• [Goal of the exercise]
Show every line of the data below that includes the word "Serialize".
◇ ◇ ◇ ◇ ◇
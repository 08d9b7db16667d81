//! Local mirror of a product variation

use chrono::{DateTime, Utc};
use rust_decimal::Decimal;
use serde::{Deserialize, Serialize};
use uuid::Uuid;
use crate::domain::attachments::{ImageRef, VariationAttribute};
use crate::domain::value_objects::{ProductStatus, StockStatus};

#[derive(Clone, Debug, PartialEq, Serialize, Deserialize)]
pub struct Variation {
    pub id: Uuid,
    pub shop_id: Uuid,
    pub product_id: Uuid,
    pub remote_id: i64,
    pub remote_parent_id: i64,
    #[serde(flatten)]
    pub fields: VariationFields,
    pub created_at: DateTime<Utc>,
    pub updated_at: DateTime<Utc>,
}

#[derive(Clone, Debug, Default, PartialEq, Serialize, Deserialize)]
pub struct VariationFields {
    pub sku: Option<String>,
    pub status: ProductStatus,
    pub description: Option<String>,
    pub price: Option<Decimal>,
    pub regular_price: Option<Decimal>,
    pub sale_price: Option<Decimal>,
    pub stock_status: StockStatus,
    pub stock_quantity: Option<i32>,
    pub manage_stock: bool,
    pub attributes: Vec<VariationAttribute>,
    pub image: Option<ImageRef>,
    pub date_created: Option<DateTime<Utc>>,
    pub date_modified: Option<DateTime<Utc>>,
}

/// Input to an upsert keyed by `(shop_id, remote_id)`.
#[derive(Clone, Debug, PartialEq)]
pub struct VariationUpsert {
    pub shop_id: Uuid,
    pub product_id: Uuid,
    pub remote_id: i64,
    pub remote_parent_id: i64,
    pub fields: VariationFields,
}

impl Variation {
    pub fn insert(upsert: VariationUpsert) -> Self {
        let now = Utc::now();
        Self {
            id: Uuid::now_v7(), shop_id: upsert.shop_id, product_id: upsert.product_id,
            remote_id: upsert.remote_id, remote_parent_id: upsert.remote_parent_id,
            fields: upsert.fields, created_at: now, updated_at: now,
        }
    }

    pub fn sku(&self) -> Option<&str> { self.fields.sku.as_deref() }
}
◇ ◇ ◇ ◇ ◇
• [Result]
use serde::{Deserialize, Serialize};
#[derive(Clone, Debug, PartialEq, Serialize, Deserialize)]
#[derive(Clone, Debug, Default, PartialEq, Serialize, Deserialize)]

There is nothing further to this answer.